How To Choose A Writing Sample?

There is skill in selecting a grad school writing sample, one that has to weigh multiple variables: subject, authorship, status of venue, length, peer review (if applicable), and suitability to the program. There is no single rule that will govern this decision. It has to be decided, for most candidates, on a case by case basis.
But in general, there are a few principles that can help to govern your decision, and they’re listed here.
[WARNING: These principles apply primarily to choosing a grad school writing sample humanities and humanistic social sciences, where co-authorship is not the norm.]

 

 

Sole-author above all

It is critical to submit something sole-authored rather than co-authored, if at all possible. For the purposes of a graduate application, the admissions committee needs to know it’s your work.

 

Published, if possible

It is good to submit something published (or in press / forthcoming) because … well, it’s just more impressive. You look more like a peer when you submit something published, and it goes a long way to convincing the committee that you’re more than capable of handling graduate level work–afterall, you already published something!

 

Higher status beats lower status

If you have several articles, the one in the most-respected journal/venue is going to work hardest for you. If you were able to get something published on The Atlantic, for example, that would be better than something that just appeared in a school newspaper.
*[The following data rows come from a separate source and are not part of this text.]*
extern crate cfg_if;
extern crate derivative;
extern crate parking_lot;
#[cfg(test)]
extern crate petgraph;
#[cfg(feature = "python_binding")]
extern crate pyo3;
extern crate rand_xoshiro;
extern crate rayon;
extern crate serde;
#[macro_use]
extern crate serde_json;
extern crate thiserror;

pub mod csr_graph;
pub mod example_graphs;
pub mod matching_parallel;
pub mod matching_serial;
pub mod mcm_solver;
pub mod phase_state;
pub mod util;

use csr_graph::*;
use util::*;
#[cfg(feature = "python_binding")]
use pyo3::prelude::*;

pub use mcm_solver::maximum_matching;

/// compute a maximum matching directly from the two CSR sequences
/// (to optimize repeated solves, consider reusing a [`mcm_solver::SolverParallel`] object)
pub fn x_blossom_maximum_matching(
    row_offsets: Vec<EdgeIndex>,
    col_indices: Vec<VertexIndex>,
    num_threads: usize,
) -> Result<Vec<VertexIndex>, MatchingError> {
    let graph = CsrGraph::new(row_offsets, col_indices)?;
    maximum_matching(&graph, num_threads)
}

/// compute a maximum matching on a general graph given in CSR format, returning the mate
/// array with `-1` for unmatched vertices
#[cfg(feature = "python_binding")]
#[pyfunction(num_threads = "8")]
#[allow(clippy::unnecessary_cast)]
fn max_matching_csr(row_offsets: Vec<usize>, column_indices: Vec<usize>, num_threads: usize) -> PyResult<Vec<i64>> {
    let row_offsets: Vec<EdgeIndex> = row_offsets.into_iter().map(|offset| offset as EdgeIndex).collect();
    let column_indices: Vec<VertexIndex> = column_indices.into_iter().map(|index| index as VertexIndex).collect();
    let matching = x_blossom_maximum_matching(row_offsets, column_indices, num_threads)
        .map_err(|error| pyo3::exceptions::PyValueError::new_err(error.to_string()))?;
    Ok(matching_to_signed(&matching))
}

#[cfg(feature = "python_binding")]
#[pymodule]
fn x_blossom(_py: Python<'_>, m: &PyModule) -> PyResult<()> {
    m.add_function(wrap_pyfunction!(max_matching_csr, m)?)?;
    Ok(())
}
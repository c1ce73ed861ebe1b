extern crate clap;
extern crate pbr;

use clap::{Parser, ValueEnum};
use pbr::ProgressBar;
use serde::Serialize;
use std::time::Instant;
use x_blossom::csr_graph::CsrGraph;
use x_blossom::matching_serial::*;
use x_blossom::mcm_solver::*;
use x_blossom::util::*;

#[derive(Parser, Clone)]
#[clap(author = clap::crate_authors!(", "), version = env!("CARGO_PKG_VERSION")
    , about = "X-Blossom parallel maximum matching on general graphs", long_about = None)]
pub struct Cli {
    /// whitespace-separated CSR row offset file, n+1 integers
    #[clap(value_parser)]
    row_offsets_path: String,
    /// whitespace-separated CSR column index file, one entry per arc
    #[clap(value_parser)]
    col_indices_path: String,
    /// number of worker threads
    #[clap(value_parser)]
    num_threads: usize,
    /// the method to verify the cardinality of the matching (symmetry is always checked)
    #[clap(long, arg_enum, default_value_t = Verifier::None)]
    verifier: Verifier,
    /// repeat the solve to benchmark the parallel speed
    #[clap(short = 't', long, default_value_t = 1)]
    total_rounds: usize,
}

#[derive(Copy, Clone, PartialEq, Eq, PartialOrd, Ord, ValueEnum, Serialize, Debug)]
pub enum Verifier {
    /// disable verifier
    None,
    /// compare the cardinality with the sequential blossom implementation
    Serial,
}

impl Cli {
    pub fn run(self) -> Result<(), String> {
        let graph = CsrGraph::from_files(&self.row_offsets_path, &self.col_indices_path)
            .map_err(|error| error.to_string())?;
        graph.sanity_check()?;
        println!("the graph has {} vertices and {} edges", graph.num_vertices(), graph.num_edges());
        let mut solver =
            SolverParallel::new(&graph, SolverConfig::new(self.num_threads)).map_err(|error| error.to_string())?;
        let begin = Instant::now();
        let matching = solver.solve();
        println!("solved in {:.3}s with {} threads", begin.elapsed().as_secs_f64(), self.num_threads);
        if self.total_rounds > 1 {
            let mut pb = ProgressBar::on(std::io::stderr(), self.total_rounds as u64);
            let begin = Instant::now();
            for round in 0..(self.total_rounds as u64) {
                pb.set(round);
                solver.solve();
            }
            pb.finish();
            println!(
                "benchmark: {} rounds, {:.3}s per solve",
                self.total_rounds,
                begin.elapsed().as_secs_f64() / self.total_rounds as f64
            );
        }
        let cardinality = verify_matching(&graph, &matching)?;
        println!("the matching is valid and the matching size is {}", cardinality);
        if matches!(self.verifier, Verifier::Serial) {
            let expected = matching_cardinality(&serial_maximum_matching(&graph));
            if cardinality != expected {
                return Err(format!(
                    "verifier mismatch: parallel cardinality {} but serial reference found {}",
                    cardinality, expected
                ));
            }
            println!("serial verifier agrees");
        }
        Ok(())
    }
}

pub fn main() {
    let cli = match Cli::try_parse() {
        Ok(cli) => cli,
        Err(error) => {
            let _ = error.print();
            match error.kind() {
                clap::ErrorKind::DisplayHelp | clap::ErrorKind::DisplayVersion => std::process::exit(0),
                _ => std::process::exit(1),
            }
        }
    };
    if let Err(message) = cli.run() {
        eprintln!("error: {}", message);
        std::process::exit(1);
    }
}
An article you wrote for a McKinsey competition would beat out a class assignment, etc.

 

Subject must match program

If you have several options, choose the one that is suited to the job at hand, even if that means going downward slightly in status of venue. You need to prove your expertise in the field and area of the program to which you’re applying.

 

Length matters, but not that much

If the program specifies a “2-page writing sample,” don’t sweat it if yours is 1.5 pages or a few lines over 2 pages. Don’t waste your precious time trimming a thesis chapter to length. Above all, don’t rewrite a piece just to meet some arbitrary page length dictated by application. That said, don’t flout the rules entirely, if you completely disregard the guidelines this will irritate the admissions committee.

 

It’s fine to submit a senior thesis chapter

While a published article or piece of writing that received an award is great, the thesis chapter remains the norm, and yours will get a serious reading.